Maledetta quarantena

di Tonino Scala

Mi chiamo Diego e vivo al norde. No, non per scelta, per necessità: tutte quante avimma campà!

Lavoro in una scuola. No, non insegno. Sono un applicato di segreteria. Milleetrecentoeuroalmese tuttoattaccato, anche se non si attaccano alle mani, vanno via subito. La vita qui è più cara, per fortuna mi mandano i pacchi.

Che sono i pacchi? Allora non sapete niente? Ogni meridionale che va via per lavoro, per studio, continua a mantenere il cordone ombelicale con la sua terra attraverso le provviste, le conserve fatte in casa che i parenti mandano con i pacchi perché il cibo al norde… nun sia mai!

Ma non è di questo che voglio parlare. Non è questo il problema, o meglio il problema è anche questo visto che nemmeno i pacchi in questi giorni di quarantena arrivano. Per fortuna però la dispensa è ben fornita. In casa può mancare la tachipirina, mai un buccacciello di mulignate sott’olio, una butteglia di birra piena di pomodoro o un pacco di pasta.

Come dicevo il problema è altro. Ma veniamo con la presente adirvi. Tuttoattaccato ovvio!

La sera in cui il coronavirus è arrivato in Italia ero con Noemi, la cassiera di un supermercato.

Mi accorsi di lei tempo prima di questa epidemia che ha sconvolto la mia esistenza, mentre pagavo un flacone di Coccolino capi delicati, una busta di latte e un pacco di Corn flakes.

Qui al norde danno anche i centesimi come resto, è la civiltà che lo impone.

Ero già andato via, quando mi rincorse e disse:

– Hai dimenticato il resto.

Masticava una Vigorsol alla liquirizia, aveva due occhioni neri che facevano pendant con i capelli lisci e un camice azzurro stretto che… mostrava il suo bel viso!

Da quel giorno Coccolino tutti i giorni, latte come se fosse acqua e Corn flakes a gogo, fino a quando i nostri sguardi iniziarono a fare amicizia.

Sguardi che parlavano senza dire niente, sguardi che si avvinghiavano, sguardi che prendevano la tangenziale, i vicoli stretti, gli anfratti dei portoni, sguardi dentro gli sguardi che si “sguardavano” malamente. Comme so’ belle ‘ sguarde che si dicono tante cose. Insomma i nostri sguardi erano entrati in casa. Per chi non conosce questa espressione, per i ragazzi dico, entrare in casa è più di un fidanzamento, è conoscere le famiglie, mangiare il ragù della gnora, sentire la domenica i racconti del nonno, bere un bicchiere di caprettone paesano, andare a buttare la munnezza mai per comando e… decidemmo che era giunto il tempo di uscire.

Era la nostra prima sera. I nostri cuori e le nostre mutande si trovavano nella stessa situazione: sono le erezioni dell’anima!

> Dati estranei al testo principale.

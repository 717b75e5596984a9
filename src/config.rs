use std::time::Duration;

/// Configuration for a workflow synchronizer.
///
/// Use [`SyncConfig::builder()`] for ergonomic construction, or
/// [`SyncConfig::default()`] for the reference cadence (0.5 s while a step
/// is running, 10 s otherwise, WebSocket enabled).
#[derive(Debug, Clone)]
pub struct SyncConfig {
    /// Poll interval while any step is running.
    pub active_poll_interval: Duration,

    /// Poll interval while the pipeline is idle, and after failed fetches.
    pub idle_poll_interval: Duration,

    /// Whether to open the WebSocket event stream. When false the
    /// synchronizer is poll-only.
    pub connect_events: bool,
}

impl Default for SyncConfig {
    fn default() -> Self {
        Self {
            active_poll_interval: Duration::from_millis(500),
            idle_poll_interval: Duration::from_secs(10),
            connect_events: true,
        }
    }
}

impl SyncConfig {
    /// Start building a config with the builder pattern.
    pub fn builder() -> SyncConfigBuilder {
        SyncConfigBuilder::default()
    }
}

/// Builder for [`SyncConfig`].
#[derive(Default)]
pub struct SyncConfigBuilder {
    config: SyncConfig,
}

impl SyncConfigBuilder {
    /// Set the poll interval used while any step is running.
    pub fn with_active_poll_interval(mut self, interval: Duration) -> Self {
        self.config.active_poll_interval = interval;
        self
    }

    /// Set the poll interval used while the pipeline is idle.
    pub fn with_idle_poll_interval(mut self, interval: Duration) -> Self {
        self.config.idle_poll_interval = interval;
        self
    }

    /// Disable the WebSocket event stream (poll-only operation).
    pub fn without_events(mut self) -> Self {
        self.config.connect_events = false;
        self
    }

    /// Build the final [`SyncConfig`].
    pub fn build(self) -> SyncConfig {
        self.config
    }
}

Dopo un panino, una birra e un po’ di musica dal vivo ci fermammo sotto casa sua per… ja, avete capito.

Era la prima sera e si sa alla prima non si fa mai.

Non so chi abbia inventato questa regola balzana, ma è così dai tempi delle sorelle Kessler, da quando Ernesto Calindri parlava di logorio della vita moderna.

– Dai posso salire?

– No, stasera no!

Avrei voluto dirle tante cose, che era la prima ma c’eravamo visti tante volte, che avevo gli scaffali a casa pieni di Coccolino, che il latte nel frigo si era perso, che i nostri sguardi erano usciti tante volte, erano entrati in casa, ma… il rispetto delle regole, delle consuetudini e… ecosísia!

Mi svegliai il giorno dopo che ero in quarantena per colpa di questo maledetto virus che, se è vero che stava facendo un danno alla salute, all’economia, pure a me non stava facendo tanto bene.

Avevo voglia di lei. Ho ancora voglia di lei ma…

La mia testa andava per i fatti suoi e non era l’unica…

– Passiamo la quarantena insieme?

– Ma sei matto, come fai a giocare proprio in questo momento difficile. Sono sconvolta!

Avevo sbagliato approccio.

Ora sono a casa.

Son tre giorni che son qui.

Son tre giorni, solo, sul divano.

Mi sono innamorato.

Di Noemi? No, della bionda che vedo e rivedo su youporn.

Non conosco il suo nome, ma dallo sguardo mi sembra di conoscerla da sempre.

Sciacquo, risciacqua e senza scuorno… è passato ‘natu juorne: Maledetta quarantena!